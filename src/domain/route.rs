//! Venue route quotes considered by the route selector.

use rust_decimal::Decimal;

use super::id::{InstrumentId, VenueId};

/// A candidate route returned by a venue quote.
#[derive(Debug, Clone)]
pub struct RouteCandidate {
    venue: VenueId,
    instrument: InstrumentId,
    expected_out: Decimal,
    price_impact_pct: Decimal,
    liquidity_sources: u32,
}

impl RouteCandidate {
    /// Create a new route candidate.
    #[must_use]
    pub fn new(
        venue: VenueId,
        instrument: InstrumentId,
        expected_out: Decimal,
        price_impact_pct: Decimal,
        liquidity_sources: u32,
    ) -> Self {
        Self {
            venue,
            instrument,
            expected_out,
            price_impact_pct,
            liquidity_sources,
        }
    }

    /// Venue offering this route.
    #[must_use]
    pub fn venue(&self) -> &VenueId {
        &self.venue
    }

    /// Instrument the quote is for.
    #[must_use]
    pub fn instrument(&self) -> &InstrumentId {
        &self.instrument
    }

    /// Estimated output amount.
    #[must_use]
    pub fn expected_out(&self) -> Decimal {
        self.expected_out
    }

    /// Estimated price impact in percent (e.g. 2.5 = 2.5%).
    #[must_use]
    pub fn price_impact_pct(&self) -> Decimal {
        self.price_impact_pct
    }

    /// Number of liquidity sources backing the route.
    #[must_use]
    pub fn liquidity_sources(&self) -> u32 {
        self.liquidity_sources
    }
}

#[cfg(test)]
mod tests {
    use super::*;
    use rust_decimal_macros::dec;

    #[test]
    fn route_candidate_accessors() {
        let route = RouteCandidate::new(
            VenueId::new("jupiter"),
            InstrumentId::new("mint-1"),
            dec!(995.5),
            dec!(0.8),
            3,
        );
        assert_eq!(route.venue().as_str(), "jupiter");
        assert_eq!(route.expected_out(), dec!(995.5));
        assert_eq!(route.price_impact_pct(), dec!(0.8));
        assert_eq!(route.liquidity_sources(), 3);
    }
}
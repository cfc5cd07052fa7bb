//! Canonical test configurations.
//!
//! Single source of truth for config structs used across tests.
//! Avoids each test module defining its own slightly-different defaults.

use crate::config::{ExecutionConfig, LimiterConfig, PoolConfig, ReconnectionConfig};

/// Fast reconnection config with zero delays — no waiting in tests.
pub fn reconnection() -> ReconnectionConfig {
    ReconnectionConfig {
        initial_delay_ms: 0,
        max_delay_ms: 0,
        backoff_multiplier: 1.0,
        jitter_ratio: 0.0,
        max_attempts: 3,
    }
}

/// Pool config with a long heartbeat so pings never interfere.
///
/// For tests that need specific heartbeat timing, override the interval
/// fields on the returned struct.
pub fn pool() -> PoolConfig {
    PoolConfig {
        heartbeat_interval_ms: 60_000,
        pong_timeout_ms: 5_000,
        channel_capacity: 256,
        outbound_capacity: 32,
    }
}

/// Limiter config with a short window so over-budget waits stay fast.
pub fn limiter(window_ms: u64, limit: usize) -> LimiterConfig {
    LimiterConfig {
        window_ms,
        drain_interval_ms: 5,
        market_data_limit: limit,
        trading_limit: limit,
        facts_limit: limit,
    }
}

/// Execution config with a millisecond retry delay.
pub fn execution() -> ExecutionConfig {
    ExecutionConfig {
        retry_delay_ms: 1,
        ..ExecutionConfig::default()
    }
}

########

→ **To do**
Only those lines running from the one containing "override the interval" through the last line of the data above are to be copied, exactly, with both ends included.

→ **Problem solution**
/// For tests that need specific heartbeat timing, override the interval
/// fields on the returned struct.
pub fn pool() -> PoolConfig {
    PoolConfig {
        heartbeat_interval_ms: 60_000,
        pong_timeout_ms: 5_000,
        channel_capacity: 256,
        outbound_capacity: 32,
    }
}

/// Limiter config with a short window so over-budget waits stay fast.
pub fn limiter(window_ms: u64, limit: usize) -> LimiterConfig {
    LimiterConfig {
        window_ms,
        drain_interval_ms: 5,
        market_data_limit: limit,
        trading_limit: limit,
        facts_limit: limit,
    }
}

/// Execution config with a millisecond retry delay.
pub fn execution() -> ExecutionConfig {
    ExecutionConfig {
        retry_delay_ms: 1,
        ..ExecutionConfig::default()
    }
}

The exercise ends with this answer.